Before former FCA CEO Sergio Marchionne died last year, he had been seeking mergers and alliance with General Motors, as well as other automakers. But he found no takers. He often spoke publicly about the need for the company to have such a partner for R&D sharing and global scale.
The question for FCA now is will the company aggressively pursue a merger or alliance with other automakers. Companies who are in merger talks that fall apart are infamous for pressing for another, different deal.
The French government has been chilly to the merger deal since it was floated ten days ago. Renault is an important source of jobs and national pride for France, and government officials openly worried that there would be pressure to cut French jobs as the combined Renault and Fiat cut jobs and consolidate vehicle platforms in their small and medium sized cars, as well as city commercial vehicles–all obvious places for a merged company to cut.
This is exactly why governments should not own stakes in industrial companies. Renault could achieve a better return on shareholder value if it did not have to acquiesce to the demands of government to maintain more jobs than is required for the enterprise. Volkswagen AG, too, is 20% owned by the State of Lower Saxony, and has long had the same issue.

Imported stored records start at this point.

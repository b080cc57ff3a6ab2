//! DNS service client
//!
//! Domain mutations return a [`DnsJob`](nimbus_domain::DnsJob);
//! [`DnsClient::wait_for_job`] polls it to completion.

pub mod client;

pub use client::{DnsClient, ListDomainsOptions};
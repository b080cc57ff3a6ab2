//! Error types used throughout the SDK

use serde::{Deserialize, Serialize};
use thiserror::Error;

/// Main error type for Nimbus
///
/// Every fallible operation in the workspace reports one of these variants.
/// Nothing in the SDK retries on any of them; retry policy belongs to the
/// caller.
#[derive(Error, Debug, Clone, PartialEq, Eq, Serialize, Deserialize)]
#[serde(tag = "type", content = "detail")]
pub enum NimbusError {
    /// Malformed caller input, detected before any network call.
    #[error("Validation error: {0}")]
    Validation(String),

    /// The HTTP exchange itself failed (connect, timeout, TLS, body read).
    #[error("Transport error: {0}")]
    Transport(String),

    /// The server answered with a status the operation does not expect.
    #[error("Unexpected HTTP status {status}: {message}")]
    Http { status: u16, message: String },

    /// The response payload could not be decoded.
    #[error("Decode error: {0}")]
    Decode(String),

    /// Token acquisition failed or the token was rejected.
    #[error("Authentication error: {0}")]
    Auth(String),

    /// The service catalog has no usable endpoint for the requested service.
    #[error("Authorization error: {0}")]
    Authorization(String),

    /// A delete-with-claim failed the server-side ownership check.
    #[error("Claim mismatch: {0}")]
    ClaimMismatch(String),

    /// A polled snapshot carried a different identity than the one awaited.
    #[error("Identity mismatch: expected {expected}, observed {observed}")]
    IdentityMismatch { expected: String, observed: String },

    /// The operation is not valid in the current local state (e.g. a released
    /// claim).
    #[error("Invalid state: {0}")]
    InvalidState(String),

    #[error("Not found: {0}")]
    NotFound(String),

    #[error("Configuration error: {0}")]
    Config(String),

    /// The caller's cancellation signal fired before completion.
    #[error("Operation cancelled")]
    Cancelled,

    #[error("Internal error: {0}")]
    Internal(String),
}

impl NimbusError {
    /// True when the caller's cancellation signal ended the operation.
    pub fn is_cancelled(&self) -> bool {
        matches!(self, Self::Cancelled)
    }

    pub fn is_validation(&self) -> bool {
        matches!(self, Self::Validation(_))
    }

    pub fn is_not_found(&self) -> bool {
        matches!(self, Self::NotFound(_))
    }
}

/// Result type alias for Nimbus operations
pub type Result<T> = std::result::Result<T, NimbusError>;
//! # Nimbus Core
//!
//! Client-side protocol logic - no HTTP or identity code.
//!
//! This crate contains:
//! - The message-claim lease protocol ([`Claim`], [`acquire_claim`],
//!   [`with_claim`], [`delete_message`])
//! - The terminal-state poller used to wait on long-running server
//!   operations ([`StatePoller`], [`poll_until_terminal`])
//! - Port traits the infrastructure layer implements
//!
//! ## Architecture Principles
//! - Only depends on `nimbus-domain`
//! - All network access goes through ports
//! - No internal retries; every error reaches the caller
//! - Every network-issuing operation takes a `CancellationToken`

pub mod claims;
pub mod polling;
pub mod validation;

// Re-export specific items to avoid ambiguity
pub use claims::ports::MessageQueuePort;
pub use claims::{acquire_claim, delete_message, with_claim, Claim};
pub use polling::{poll_until_terminal, PollOutcome, PolledResource, StatePoller};
pub use tokio_util::sync::CancellationToken;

Renault’s powerful CGT union has been against a Fiat Chrysler merger, fearing the loss of jobs and arguing the proposal undervalues Renault. The merger proposal also complicates the dicey negotiations between renault and Nissan. Renault owns a large stake in Nissan. The companies have been in a global alliance for twenty years, and it is currently under stress after the chairman of the alliance and CEO of Renault Carlos Ghosn was jailed last November, charged for financial crimes. It has come to light that Nissan executives helped Japanese prosecutors make their case against Ghosn.
Nissan had no comment Wednesday on the collapsed deal, but reports have surfaced that the Japanese automaker was not warming to the deal in part because it did not want to share its intellectual properties–jointly owned with Renault–with a rival that it competes against in multiple markets including North America, Europe and Latin America. A weaker FCA is good for Nissan in those markets.
FCA’s shares have taken a beating in the last year, losing about 50% of value. This news is not going to make investors happy, though the company was enjoying no benefit since the news broke of a “likely merger” ten days ago.